The documents accompanied ministerial announcements of support for adult guidance - building on the AEGIS initiative - and for the Scottish Campaign for Learning which had its "trade" launch at the same conference. More of the campaign in a later column, when it gets its full-scale launch; at this stage it is enough to record the encouraging list of those who have signed up as patrons. They include Richard Wilson, Elaine C. Smith, Lex Gold and Jimmy Boyle.
The skills forum report contains a number of sound recommendations. Many of these are uncontroversial but my eye was caught by the section on motivation, and especially the paragraphs on Investors in People. Not surprisingly, the report favours IIP, and is concerned by the slow progress being made towards it by Scottish employers. So it recommends what used to be called contract compliance. This is a device for using the weight of major consumers to ensure that the organisations they deal with comply with certain standards. These standards may be ones of direct business relevance, or wider ones, for example to do with environmental issues or equal opportunities. In this context, the proposal is that any organisation tendering for business from public funds should be expected to commit itself to seeking IIP status, if it does not already have it.
The chairman of the forum, Greg Bourne, appeared slightly surprised to find himself announcing this. Contract compliance was after all the type of interventionist measure which corporations usually fight hard against, and as a lifelong BP employee Mr Bourne had been introduced as corporate man par excellence. Nevertheless he was happy to endorse and present the recommendations.

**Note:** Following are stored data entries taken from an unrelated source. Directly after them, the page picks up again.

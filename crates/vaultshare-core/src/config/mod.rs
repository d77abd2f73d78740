//! Application configuration schemas.
//!
//! All configuration structs are deserialized from TOML files via the
//! `config` crate. Each sub-module represents a logical configuration
//! section. Every field has a default so a missing file still yields a
//! usable configuration.

pub mod database;
pub mod logging;
pub mod storage;
pub mod upload;

use serde::{Deserialize, Serialize};

pub use self::database::DatabaseConfig;
pub use self::logging::LoggingConfig;
pub use self::storage::StorageConfig;
pub use self::upload::UploadConfig;

use crate::error::AppError;

/// Prefix for environment variable overrides (`VAULTSHARE__STORAGE__ROOT_PATH`).
pub const ENV_PREFIX: &str = "VAULTSHARE";

/// Root application configuration.
#[derive(Debug, Clone, Default, Serialize, Deserialize)]
pub struct AppConfig {
    /// Metadata database settings.
    #[serde(default)]
    pub database: DatabaseConfig,
    /// Blob storage settings.
    #[serde(default)]
    pub storage: StorageConfig,
    /// Upload policy settings.
    #[serde(default)]
    pub upload: UploadConfig,
    /// Logging settings.
    #[serde(default)]
    pub logging: LoggingConfig,
}

impl AppConfig {
    /// Load configuration from a TOML file.
    ///
    /// Merges `config/default.toml` (if present), the given file (if
    /// present), and environment variables prefixed with `VAULTSHARE__`.
    pub fn load(config_path: &str) -> Result<Self, AppError> {
        let config = config::Config::builder()
            .add_source(config::File::with_name("config/default").required(false))
            .add_source(config::File::with_name(config_path).required(false))
            .add_source(
                config::Environment::with_prefix(ENV_PREFIX)
                    .prefix_separator("__")
                    .separator("__")
                    .try_parsing(true),
            )
            .build()
            .map_err(|e| AppError::configuration(format!("Failed to build config: {e}")))?;

        let config: Self = config
            .try_deserialize()
            .map_err(|e| AppError::configuration(format!("Failed to deserialize config: {e}")))?;
        config.validate()?;
        Ok(config)
    }

    /// Reject settings that would make the pipeline misbehave.
    pub fn validate(&self) -> Result<(), AppError> {
        if self.storage.io_retries > 1 {
            return Err(AppError::configuration(
                "storage.io_retries must be 0 or 1",
            ));
        }
        if self.upload.chunk_size_bytes == 0 {
            return Err(AppError::configuration(
                "upload.chunk_size_bytes must be greater than zero",
            ));
        }
        if self.upload.max_chunks == 0 {
            return Err(AppError::configuration(
                "upload.max_chunks must be greater than zero",
            ));
        }
        if self.upload.allowed_mime_types.is_empty() {
            return Err(AppError::configuration(
                "upload.allowed_mime_types must not be empty",
            ));
        }
        Ok(())
    }
}
//! File rename command.

use clap::Args;

use vaultshare_core::config::AppConfig;
use vaultshare_core::error::AppError;
use vaultshare_core::types::id::FileId;

use super::OwnerArg;
use crate::output::{self, OutputFormat};

/// Arguments for the rename command
#[derive(Debug, Args)]
pub struct RenameArgs {
    /// File to rename
    pub file_id: FileId,

    /// New display name
    pub name: String,

    #[command(flatten)]
    pub owner: OwnerArg,
}

/// Execute the rename command
pub async fn execute(
    args: &RenameArgs,
    config: &AppConfig,
    format: OutputFormat,
) -> Result<(), AppError> {
    let services = super::build_services(config).await?;
    let file = services
        .files
        .move_file(&args.owner.context(), args.file_id, &args.name)
        .await?;
    output::print_file(&file, format);
    Ok(())
}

The Government's response sidesteps the main recommendation under contract compliance. It confines itself to rejecting the subsidiary one, that members of bodies such as governing boards of further education colleges and Scottish Enterprise and Highlands and Islands Enterprise boards should be selected exclusively from people belonging to organisations with IIP commitment. I agree with the Government that this is too restrictive, but would like to see the main point answered.
However, the interesting issue here is that educational organisations are among the largest employers, as well as being major recipients of public contracts. Where would the enforcement of such a recommendation leave them? It would be interesting to know how educational institutions rate as employers, especially in relation to staff development. Several colleges and maybe also the old universities have gone for IIP status. There could be a problem for large institutions with decentralised decision-making structures in coming up with the required demonstration of corporate intent. But that should not allow them off the hook.
Link this to one of the key initial lines of development to be taken by the Scottish Campaign for Learning. It will mobilise local partnerships between employers and education providers, seeking to develop local employee development schemes within a national framework. Local colleges will get together to pool information and provide a wide range of courses for employers and their staff to choose from. Good education for business, and good business for educators.
But since education providers are also businesses, or at least employers, it seems perfectly fair to ask them to practise what they preach. So only those providers who participate as employers will be allowed to join as suppliers. If they cannot see their way to conferring educational benefits on their own staff, then they cannot reasonably expect to have access to the local consortium as providers. It is a very elementary case of recognising that organisations play several roles in a local community.
Contract compliance offers a refreshing chance for a new relationship between providers and consumers. It could at the same time give a good shot in the arm to good practice in educational employment.
Professor Tom Schuller is director for the centre of continuing education at the University of Edinburgh.